Films, music and other non-Islamic cultural influences were also outlawed and historic artefacts like the Bamiyan Buddha statues destroyed.

The Taliban’s brutal rule was then brought to an abrupt end by US-led coalition forces in December 2001 in retaliation for the devastating Islamist terror strike on the World Trade Center in New York City, which killed 2,996 people and left 25,000 injured, an atrocity orchestrated by al-Qaeda leader Osama bin Laden from within the sanctuary of Taliban-held Afghanistan.

Despite their defeat, Taliban fighters subsequently regrouped as an insurgency and have continued to battle to retake the country from US peacekeeping forces ever since.

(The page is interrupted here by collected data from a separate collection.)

//! WCAG 2.1 contrast evaluation and readable-foreground selection.
//!
//! Relative luminance is computed in sRGB space per the WCAG definition;
//! the contrast ratio `(L_lighter + 0.05) / (L_darker + 0.05)` ranges
//! from 1:1 (identical) to 21:1 (black on white). 4.5:1 is the AA
//! threshold for normal body text.

use crate::color::{Color, srgb_to_linear};

/// WCAG AA contrast threshold for normal text.
pub const AA_NORMAL: f64 = 4.5;

/// WCAG AAA contrast threshold for normal text.
pub const AAA_NORMAL: f64 = 7.0;

/// The light foreground candidate: white.
pub const LIGHT_TEXT: Color = Color::WHITE;

/// The dark foreground candidate.
///
/// The canonical dark text color is `#111827` (a near-black with a faint
/// blue cast), chosen over pure `#000000`. One named constant — call
/// sites must not duplicate the literal.
pub fn dark_text() -> Color {
    // #111827
    Color::rgb8(0x11, 0x18, 0x27)
}

/// Relative luminance per WCAG 2.1, in [0, 1].
///
/// Each sRGB channel is linearized (`c / 12.92` below 0.03928, else
/// `((c + 0.055) / 1.055)^2.4`) and weighted 0.2126 / 0.7152 / 0.0722.
#[must_use]
pub fn relative_luminance(color: Color) -> f64 {
    let (r, g, b) = color.to_srgb();
    0.2126 * srgb_to_linear(r) + 0.7152 * srgb_to_linear(g) + 0.0722 * srgb_to_linear(b)
}

/// WCAG contrast ratio between two colors, in [1, 21].
///
/// Symmetric: the result does not depend on argument order.
#[must_use]
pub fn contrast_ratio(a: Color, b: Color) -> f64 {
    let la = relative_luminance(a);
    let lb = relative_luminance(b);
    let (lighter, darker) = if la >= lb { (la, lb) } else { (lb, la) };
    (lighter + 0.05) / (darker + 0.05)
}

/// Choose a readable foreground ([`LIGHT_TEXT`] or [`dark_text`]) for a
/// background.
///
/// Prefers whichever candidate reaches [`AA_NORMAL`]; when both or
/// neither do, the higher-contrast candidate wins. Total — always
/// returns one of the two candidates.
#[must_use]
pub fn readable_foreground(background: Color) -> Color {
    best_foreground(background, LIGHT_TEXT, dark_text())
}

/// Pick the more readable of two foreground candidates for a background.
///
/// Order-independent: swapping `a` and `b` never changes the result. A
/// candidate that reaches [`AA_NORMAL`] beats one that does not; within
/// the same band the higher ratio wins; an exact ratio tie is broken by
/// hex string so the choice stays deterministic either way around.
#[must_use]
pub fn best_foreground(background: Color, a: Color, b: Color) -> Color {
    let ra = contrast_ratio(background, a);
    let rb = contrast_ratio(background, b);

    match (ra >= AA_NORMAL, rb >= AA_NORMAL) {
        (true, false) => a,
        (false, true) => b,
        _ => {
            if ra > rb {
                a
            } else if rb > ra {
                b
            } else if a.to_hex() <= b.to_hex() {
                a
            } else {
                b
            }
        }
    }
}

// ---------------------------------------------------------------------------
// Tests
// ---------------------------------------------------------------------------

#[cfg(test)]
mod tests {
    use super::*;

    fn approx_eq(a: f64, b: f64, eps: f64) -> bool {
        (a - b).abs() < eps
    }

    // ── Relative luminance ──────────────────────────────────────────

    #[test]
    fn luminance_black_is_zero() {
        assert!(approx_eq(relative_luminance(Color::BLACK), 0.0, 1e-4));
    }

    #[test]
    fn luminance_white_is_one() {
        assert!(approx_eq(relative_luminance(Color::WHITE), 1.0, 1e-4));
    }

    #[test]
    fn luminance_channel_weights() {
        assert!(approx_eq(relative_luminance(Color::srgb(1.0, 0.0, 0.0)), 0.2126, 1e-3));
        assert!(approx_eq(relative_luminance(Color::srgb(0.0, 1.0, 0.0)), 0.7152, 1e-3));
        assert!(approx_eq(relative_luminance(Color::srgb(0.0, 0.0, 1.0)), 0.0722, 1e-3));
    }

    #[test]
    fn luminance_in_unit_interval() {
        for hex in ["#1f77b4", "#ff7f0e", "#2ca02c", "#e377c2", "#17becf"] {
            let lum = relative_luminance(Color::from_hex(hex).unwrap());
            assert!((0.0..=1.0).contains(&lum), "{hex} luminance {lum}");
        }
    }

    // ── Contrast ratio ──────────────────────────────────────────────

    #[test]
    fn black_on_white_is_21() {
        assert!(approx_eq(contrast_ratio(Color::BLACK, Color::WHITE), 21.0, 0.05));
    }

    #[test]
    fn same_color_is_1() {
        let c = Color::from_hex("#1f77b4").unwrap();
        assert!(approx_eq(contrast_ratio(c, c), 1.0, 1e-9));
    }

    #[test]
    fn symmetric() {
        let a = Color::srgb(0.8, 0.2, 0.3);
        let b = Color::srgb(0.1, 0.1, 0.4);
        assert!(approx_eq(contrast_ratio(a, b), contrast_ratio(b, a), 1e-12));
    }

    #[test]
    fn bounded_by_1_and_21() {
        let samples = ["#000000", "#ffffff", "#1f77b4", "#ff312f", "#118dff", "#7f7f7f"];
        for a in samples {
            for b in samples {
                let ratio = contrast_ratio(
                    Color::from_hex(a).unwrap(),
                    Color::from_hex(b).unwrap(),
                );
                assert!((1.0..=21.01).contains(&ratio), "{a}/{b} ratio {ratio}");
            }
        }
    }

    // ── Foreground selection ────────────────────────────────────────

    #[test]
    fn light_text_on_dark_background() {
        let fg = readable_foreground(Color::from_hex("#16213e").unwrap());
        assert_eq!(fg.to_hex(), "#ffffff");
    }

    #[test]
    fn dark_text_on_light_background() {
        let fg = readable_foreground(Color::from_hex("#fffbea").unwrap());
        assert_eq!(fg.to_hex(), "#111827");
    }

    #[test]
    fn always_returns_a_candidate() {
        // Mid-tones where neither candidate may reach AA.
        for hex in ["#808080", "#7f7f7f", "#996633", "#668899"] {
            let fg = readable_foreground(Color::from_hex(hex).unwrap());
            let hex_fg = fg.to_hex();
            assert!(hex_fg == "#ffffff" || hex_fg == "#111827", "got {hex_fg}");
        }
    }

    #[test]
    fn candidate_order_is_irrelevant() {
        let candidates = [
            Color::WHITE,
            Color::BLACK,
            dark_text(),
            Color::from_hex("#1f77b4").unwrap(),
            Color::from_hex("#ffc300").unwrap(),
        ];
        let backgrounds = ["#ffffff", "#000000", "#808080", "#16213e", "#fffbea"];
        for bg in backgrounds {
            let bg = Color::from_hex(bg).unwrap();
            for a in candidates {
                for b in candidates {
                    assert_eq!(
                        best_foreground(bg, a, b).to_hex(),
                        best_foreground(bg, b, a).to_hex(),
                        "asymmetric for bg {} candidates {} / {}",
                        bg.to_hex(),
                        a.to_hex(),
                        b.to_hex()
                    );
                }
            }
        }
    }

    #[test]
    fn aa_candidate_beats_higher_contrast_is_not_required() {
        // When exactly one candidate reaches AA it wins even if the other
        // is closer in style; on white, #111827 passes AA and white is 1:1.
        let fg = best_foreground(Color::WHITE, Color::WHITE, dark_text());
        assert_eq!(fg.to_hex(), "#111827");
    }
}
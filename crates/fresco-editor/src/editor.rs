//! Editor facade: history, persistence, and recompute in one place.

use std::sync::Arc;

use fresco_pipeline::{ExportSize, PipelineError, RenderResult, ResizeFilter};
use web_time::Instant;

use crate::history::{EditAction, HistoryStore};
use crate::orchestrator::{JobEvent, Orchestrator, OrchestratorConfig};
use crate::persist::PersistencePort;
use crate::snapshot::EditorSnapshot;

/// A photo editing session.
///
/// Every dispatched action is applied to the history, the new present
/// snapshot is saved through the persistence port, and the orchestrator
/// is brought in line with it.
pub struct Editor<P> {
    store: HistoryStore,
    port: P,
    orchestrator: Orchestrator,
    restored: Option<JobEvent>,
}

impl<P: PersistencePort> Editor<P> {
    /// Restore the persisted session, or start empty when nothing is
    /// stored. A restored image is rendered immediately; the outcome is
    /// available from [`restore_event`](Self::restore_event).
    pub fn new(port: P, config: OrchestratorConfig) -> Self {
        let snapshot = port.load().unwrap_or_default();
        let mut orchestrator = Orchestrator::new(config);
        let restored = snapshot.image.as_ref().map(|image| {
            tracing::debug!("restoring persisted image");
            let event =
                orchestrator.load_image(Arc::clone(image.buffer()), snapshot.filter_settings);
            if let JobEvent::Failed { error, .. } = &event {
                tracing::warn!(%error, "restored image could not be rendered");
            }
            event
        });
        Self {
            store: HistoryStore::new(snapshot),
            port,
            orchestrator,
            restored,
        }
    }

    /// Render event of the image restored by [`new`](Self::new), if the
    /// stored session had one.
    #[must_use]
    pub const fn restore_event(&self) -> Option<&JobEvent> {
        self.restored.as_ref()
    }

    /// Apply `action` at time `now`.
    ///
    /// Returns the render event when the action loaded a new image
    /// (which renders synchronously). Filter changes only schedule a
    /// recompute; drive it with [`poll`](Self::poll).
    #[tracing::instrument(skip(self, action, now), fields(action = action.name()))]
    pub fn dispatch(&mut self, action: EditAction, now: Instant) -> Option<JobEvent> {
        let previous = self.store.present().clone();
        self.store.dispatch(action);
        if let Err(e) = self.port.save(self.store.present()) {
            tracing::warn!(error = %e, "failed to persist editor state");
        }
        self.sync(&previous, now)
    }

    fn sync(&mut self, previous: &EditorSnapshot, now: Instant) -> Option<JobEvent> {
        let present = self.store.present();
        match (&previous.image, &present.image) {
            (_, None) if previous.image.is_some() => {
                self.orchestrator.clear_image();
                None
            }
            (_, None) => None,
            (Some(before), Some(after)) if before.same_image(after) => {
                if previous.filter_settings != present.filter_settings {
                    self.orchestrator.request(present.filter_settings, now);
                }
                None
            }
            (_, Some(after)) => Some(
                self.orchestrator
                    .load_image(Arc::clone(after.buffer()), present.filter_settings),
            ),
        }
    }

    /// Run a due recompute on the calling thread.
    pub fn poll(&mut self, now: Instant) -> Option<JobEvent> {
        self.orchestrator.poll(now)
    }

    /// Render the current image and settings at `size`.
    ///
    /// # Errors
    ///
    /// Returns [`PipelineError::EmptyInput`] when no image is loaded, or
    /// the error of the failing stage.
    pub fn export(
        &self,
        size: ExportSize,
        filter: ResizeFilter,
    ) -> Result<RenderResult, PipelineError> {
        self.orchestrator
            .export(self.store.present().filter_settings, size, filter)
    }

    /// The present snapshot.
    #[must_use]
    pub const fn state(&self) -> &EditorSnapshot {
        self.store.present()
    }

    /// The history store.
    #[must_use]
    pub const fn history(&self) -> &HistoryStore {
        &self.store
    }

    /// The orchestrator, for hosts that display its buffer.
    #[must_use]
    pub const fn orchestrator(&self) -> &Orchestrator {
        &self.orchestrator
    }

    /// Mutable orchestrator, for hosts that run jobs on worker threads.
    pub const fn orchestrator_mut(&mut self) -> &mut Orchestrator {
        &mut self.orchestrator
    }

    /// The persistence port.
    #[must_use]
    pub const fn port(&self) -> &P {
        &self.port
    }

    /// Whether an undo is available.
    #[must_use]
    pub fn can_undo(&self) -> bool {
        self.store.can_undo()
    }

    /// Whether a redo is available.
    #[must_use]
    pub fn can_redo(&self) -> bool {
        self.store.can_redo()
    }
}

Religious cleric Mawlawi Haibatullah Akhundzada is the current leader of the movement, having succeeded Mullah Akhtar Mohammad Mansour in 2016 when he was killed in a US airstrike on Pakistan. He commands as many as 85,000 fighters, according to a recent Nato estimate.

Mullah Abdul Ghani Baradar, the Taliban’s co-founder, is still part of its hierarchy and remains a key influence, even meeting with Chinese foreign minister Wang Yi in Tianjin, China, late last month to discuss the likely consequences of the American withdrawal.

The Taliban previously reached out to Donald Trump’s administration when the Republican took office in 2017 - recognising a fellow opponent of US involvement in costly “forever wars” overseas - and subsequently signed a peace accord in Doha, Qatar, in February 2020.

The agreement saw the extremists promising to prevent America’s enemies from using the country as a base for future terror attacks in exchange for troop withdrawal and the release of 5,000 of its prisoners.

But that did little to end violence in the territory, with the UN Security Council reporting last June that the Taliban had won back between 50 and 70 per cent of land outside of major urban centres and demonstrated little interest in securing peace for its own sake.

The group has made some moves to modernise its image of late, indicating it would be willing to permit a more liberal role for women in society and allow them to complete their education, but few international observers are convinced by the more temperate rhetoric, with many fearing a swift return to the old tyrannies of the 1996-2001 epoch.